[WHAT THE EXERCISE ASKS] Take the entries below and print only the lines from the one with "acceleration = fminf(acceleration, config.acceleration[i]" through the one with "self.previous_unit_vec[2] * unit_vec[2];", exactly as they stand, both ends included.

Saved data entries
[Start of section]
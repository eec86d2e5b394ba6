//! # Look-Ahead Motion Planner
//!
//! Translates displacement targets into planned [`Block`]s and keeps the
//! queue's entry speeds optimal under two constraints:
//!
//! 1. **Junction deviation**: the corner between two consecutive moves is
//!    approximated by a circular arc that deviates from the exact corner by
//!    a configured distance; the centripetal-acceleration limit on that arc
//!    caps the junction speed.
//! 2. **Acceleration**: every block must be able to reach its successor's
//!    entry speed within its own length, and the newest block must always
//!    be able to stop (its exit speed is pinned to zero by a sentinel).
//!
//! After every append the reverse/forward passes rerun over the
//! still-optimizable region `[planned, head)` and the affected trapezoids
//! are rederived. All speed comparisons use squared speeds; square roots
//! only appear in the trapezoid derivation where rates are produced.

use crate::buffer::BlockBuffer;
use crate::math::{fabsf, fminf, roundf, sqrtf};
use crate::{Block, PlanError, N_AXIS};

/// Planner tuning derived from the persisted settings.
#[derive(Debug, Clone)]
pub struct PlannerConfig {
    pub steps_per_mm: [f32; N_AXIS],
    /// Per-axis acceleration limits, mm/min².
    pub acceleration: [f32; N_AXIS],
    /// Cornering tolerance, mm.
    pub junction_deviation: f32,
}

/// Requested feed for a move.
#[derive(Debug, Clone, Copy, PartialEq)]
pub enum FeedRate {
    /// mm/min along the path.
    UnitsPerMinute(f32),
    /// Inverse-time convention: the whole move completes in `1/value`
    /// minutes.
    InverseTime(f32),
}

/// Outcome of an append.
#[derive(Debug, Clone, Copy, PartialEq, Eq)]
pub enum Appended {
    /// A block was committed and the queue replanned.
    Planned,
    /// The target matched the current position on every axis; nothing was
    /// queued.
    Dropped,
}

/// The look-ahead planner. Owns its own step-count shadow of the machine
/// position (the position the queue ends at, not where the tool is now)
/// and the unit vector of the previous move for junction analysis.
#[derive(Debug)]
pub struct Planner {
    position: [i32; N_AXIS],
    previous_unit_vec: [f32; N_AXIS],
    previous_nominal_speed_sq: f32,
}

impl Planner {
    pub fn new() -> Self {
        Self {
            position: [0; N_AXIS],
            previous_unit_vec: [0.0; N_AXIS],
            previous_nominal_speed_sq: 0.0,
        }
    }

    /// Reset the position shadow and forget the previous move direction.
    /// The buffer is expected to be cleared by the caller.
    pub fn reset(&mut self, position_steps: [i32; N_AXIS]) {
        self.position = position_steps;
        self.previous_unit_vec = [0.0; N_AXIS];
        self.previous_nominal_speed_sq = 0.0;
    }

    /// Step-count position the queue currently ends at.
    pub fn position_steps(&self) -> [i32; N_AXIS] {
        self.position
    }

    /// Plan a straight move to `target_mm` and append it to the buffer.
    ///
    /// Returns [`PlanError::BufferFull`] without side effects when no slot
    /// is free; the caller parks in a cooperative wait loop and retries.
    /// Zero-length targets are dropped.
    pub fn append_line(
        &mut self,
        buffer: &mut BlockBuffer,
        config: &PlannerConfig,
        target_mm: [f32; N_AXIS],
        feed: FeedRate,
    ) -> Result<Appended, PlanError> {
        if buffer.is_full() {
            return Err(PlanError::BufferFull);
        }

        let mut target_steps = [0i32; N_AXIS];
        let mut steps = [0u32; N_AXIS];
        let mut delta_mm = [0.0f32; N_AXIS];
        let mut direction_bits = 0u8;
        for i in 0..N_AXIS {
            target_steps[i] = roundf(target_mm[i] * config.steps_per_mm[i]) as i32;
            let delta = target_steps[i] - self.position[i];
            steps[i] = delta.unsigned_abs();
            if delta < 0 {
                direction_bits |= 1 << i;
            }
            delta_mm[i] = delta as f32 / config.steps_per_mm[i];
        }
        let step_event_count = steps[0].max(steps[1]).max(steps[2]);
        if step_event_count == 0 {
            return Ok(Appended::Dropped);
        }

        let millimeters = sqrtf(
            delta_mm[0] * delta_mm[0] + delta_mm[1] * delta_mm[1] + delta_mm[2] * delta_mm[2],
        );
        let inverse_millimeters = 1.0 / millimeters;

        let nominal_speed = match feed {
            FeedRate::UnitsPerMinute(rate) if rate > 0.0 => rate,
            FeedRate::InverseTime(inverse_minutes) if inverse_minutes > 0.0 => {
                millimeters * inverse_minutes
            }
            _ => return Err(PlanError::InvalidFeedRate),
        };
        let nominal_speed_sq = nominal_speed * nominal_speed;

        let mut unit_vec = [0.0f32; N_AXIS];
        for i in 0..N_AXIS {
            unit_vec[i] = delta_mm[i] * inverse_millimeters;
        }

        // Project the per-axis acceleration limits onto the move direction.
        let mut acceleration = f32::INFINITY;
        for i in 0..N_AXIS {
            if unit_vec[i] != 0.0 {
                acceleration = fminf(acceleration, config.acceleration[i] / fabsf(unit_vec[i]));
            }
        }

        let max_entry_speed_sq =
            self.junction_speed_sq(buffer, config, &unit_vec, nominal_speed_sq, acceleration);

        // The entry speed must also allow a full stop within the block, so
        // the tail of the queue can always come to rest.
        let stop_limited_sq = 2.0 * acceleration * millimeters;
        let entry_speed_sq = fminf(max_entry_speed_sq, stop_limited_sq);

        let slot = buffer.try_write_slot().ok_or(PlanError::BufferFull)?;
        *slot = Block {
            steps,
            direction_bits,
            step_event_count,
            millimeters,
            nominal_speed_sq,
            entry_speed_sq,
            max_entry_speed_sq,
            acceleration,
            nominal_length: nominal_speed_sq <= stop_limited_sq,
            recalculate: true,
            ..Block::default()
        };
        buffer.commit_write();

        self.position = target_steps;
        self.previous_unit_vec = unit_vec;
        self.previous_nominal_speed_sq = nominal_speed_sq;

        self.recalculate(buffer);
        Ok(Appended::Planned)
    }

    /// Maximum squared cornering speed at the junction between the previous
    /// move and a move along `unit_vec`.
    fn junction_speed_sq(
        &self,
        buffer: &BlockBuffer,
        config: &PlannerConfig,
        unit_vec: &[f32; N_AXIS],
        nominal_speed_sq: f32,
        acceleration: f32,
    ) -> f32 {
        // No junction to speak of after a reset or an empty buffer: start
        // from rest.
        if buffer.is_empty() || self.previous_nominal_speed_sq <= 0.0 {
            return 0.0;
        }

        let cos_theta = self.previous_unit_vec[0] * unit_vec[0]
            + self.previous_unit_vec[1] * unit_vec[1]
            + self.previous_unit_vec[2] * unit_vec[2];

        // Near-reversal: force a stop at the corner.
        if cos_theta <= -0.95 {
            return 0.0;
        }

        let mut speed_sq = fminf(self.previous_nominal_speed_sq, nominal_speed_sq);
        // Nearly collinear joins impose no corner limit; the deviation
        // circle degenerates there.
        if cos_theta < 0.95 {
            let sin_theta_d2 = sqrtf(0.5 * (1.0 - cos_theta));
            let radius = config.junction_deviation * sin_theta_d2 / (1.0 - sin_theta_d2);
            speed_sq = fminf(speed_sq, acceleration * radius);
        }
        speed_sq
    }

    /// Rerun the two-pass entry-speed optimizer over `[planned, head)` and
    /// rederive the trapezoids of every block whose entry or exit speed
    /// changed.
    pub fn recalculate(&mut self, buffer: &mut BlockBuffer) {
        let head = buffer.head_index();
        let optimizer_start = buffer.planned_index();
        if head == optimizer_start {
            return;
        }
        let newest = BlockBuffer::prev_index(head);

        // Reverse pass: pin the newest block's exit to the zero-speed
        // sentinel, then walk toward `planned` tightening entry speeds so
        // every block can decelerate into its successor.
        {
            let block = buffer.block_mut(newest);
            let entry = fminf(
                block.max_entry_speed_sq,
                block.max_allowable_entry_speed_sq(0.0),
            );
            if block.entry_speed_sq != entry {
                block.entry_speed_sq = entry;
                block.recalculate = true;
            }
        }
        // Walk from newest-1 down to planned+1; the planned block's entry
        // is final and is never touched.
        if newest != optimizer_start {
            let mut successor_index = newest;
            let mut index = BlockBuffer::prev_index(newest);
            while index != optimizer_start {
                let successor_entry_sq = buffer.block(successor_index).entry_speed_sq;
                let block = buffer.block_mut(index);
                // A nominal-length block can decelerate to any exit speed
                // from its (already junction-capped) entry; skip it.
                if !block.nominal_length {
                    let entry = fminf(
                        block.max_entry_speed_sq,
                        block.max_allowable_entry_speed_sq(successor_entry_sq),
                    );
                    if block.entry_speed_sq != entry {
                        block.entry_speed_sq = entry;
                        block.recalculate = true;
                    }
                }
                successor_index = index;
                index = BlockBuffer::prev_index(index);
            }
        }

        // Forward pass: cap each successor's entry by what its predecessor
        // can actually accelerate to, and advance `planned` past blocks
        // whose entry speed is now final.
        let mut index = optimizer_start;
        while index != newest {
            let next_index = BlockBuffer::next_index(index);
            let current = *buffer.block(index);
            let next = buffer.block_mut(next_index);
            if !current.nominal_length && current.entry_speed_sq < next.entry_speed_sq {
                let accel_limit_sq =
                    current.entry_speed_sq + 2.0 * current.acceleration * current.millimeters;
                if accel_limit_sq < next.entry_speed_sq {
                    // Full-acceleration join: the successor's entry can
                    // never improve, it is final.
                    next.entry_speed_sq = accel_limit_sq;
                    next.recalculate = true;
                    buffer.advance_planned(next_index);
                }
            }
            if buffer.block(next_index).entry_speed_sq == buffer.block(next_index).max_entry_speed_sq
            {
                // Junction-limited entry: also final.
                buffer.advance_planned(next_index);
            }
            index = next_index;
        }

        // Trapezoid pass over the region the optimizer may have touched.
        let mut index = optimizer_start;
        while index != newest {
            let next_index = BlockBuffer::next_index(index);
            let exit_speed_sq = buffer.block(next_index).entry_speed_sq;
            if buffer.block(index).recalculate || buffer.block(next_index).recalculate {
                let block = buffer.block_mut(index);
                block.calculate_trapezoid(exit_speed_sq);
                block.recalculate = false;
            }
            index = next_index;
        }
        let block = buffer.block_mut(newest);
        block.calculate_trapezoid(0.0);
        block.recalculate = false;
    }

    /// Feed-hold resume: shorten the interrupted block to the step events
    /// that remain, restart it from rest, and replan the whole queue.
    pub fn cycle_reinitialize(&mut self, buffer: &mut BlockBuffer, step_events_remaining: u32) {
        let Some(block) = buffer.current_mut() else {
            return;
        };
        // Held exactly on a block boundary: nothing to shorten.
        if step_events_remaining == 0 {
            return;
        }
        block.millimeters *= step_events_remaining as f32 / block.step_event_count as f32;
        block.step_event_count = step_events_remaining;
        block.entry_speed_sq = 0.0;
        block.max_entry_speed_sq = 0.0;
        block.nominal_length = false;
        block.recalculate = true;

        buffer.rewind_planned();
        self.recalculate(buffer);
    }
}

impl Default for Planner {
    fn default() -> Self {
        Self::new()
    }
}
[End of section]
[TASK RESPONSE]
                acceleration = fminf(acceleration, config.acceleration[i] / fabsf(unit_vec[i]));
            }
        }

        let max_entry_speed_sq =
            self.junction_speed_sq(buffer, config, &unit_vec, nominal_speed_sq, acceleration);

        // The entry speed must also allow a full stop within the block, so
        // the tail of the queue can always come to rest.
        let stop_limited_sq = 2.0 * acceleration * millimeters;
        let entry_speed_sq = fminf(max_entry_speed_sq, stop_limited_sq);

        let slot = buffer.try_write_slot().ok_or(PlanError::BufferFull)?;
        *slot = Block {
            steps,
            direction_bits,
            step_event_count,
            millimeters,
            nominal_speed_sq,
            entry_speed_sq,
            max_entry_speed_sq,
            acceleration,
            nominal_length: nominal_speed_sq <= stop_limited_sq,
            recalculate: true,
            ..Block::default()
        };
        buffer.commit_write();

        self.position = target_steps;
        self.previous_unit_vec = unit_vec;
        self.previous_nominal_speed_sq = nominal_speed_sq;

        self.recalculate(buffer);
        Ok(Appended::Planned)
    }

    /// Maximum squared cornering speed at the junction between the previous
    /// move and a move along `unit_vec`.
    fn junction_speed_sq(
        &self,
        buffer: &BlockBuffer,
        config: &PlannerConfig,
        unit_vec: &[f32; N_AXIS],
        nominal_speed_sq: f32,
        acceleration: f32,
    ) -> f32 {
        // No junction to speak of after a reset or an empty buffer: start
        // from rest.
        if buffer.is_empty() || self.previous_nominal_speed_sq <= 0.0 {
            return 0.0;
        }

        let cos_theta = self.previous_unit_vec[0] * unit_vec[0]
            + self.previous_unit_vec[1] * unit_vec[1]
            + self.previous_unit_vec[2] * unit_vec[2];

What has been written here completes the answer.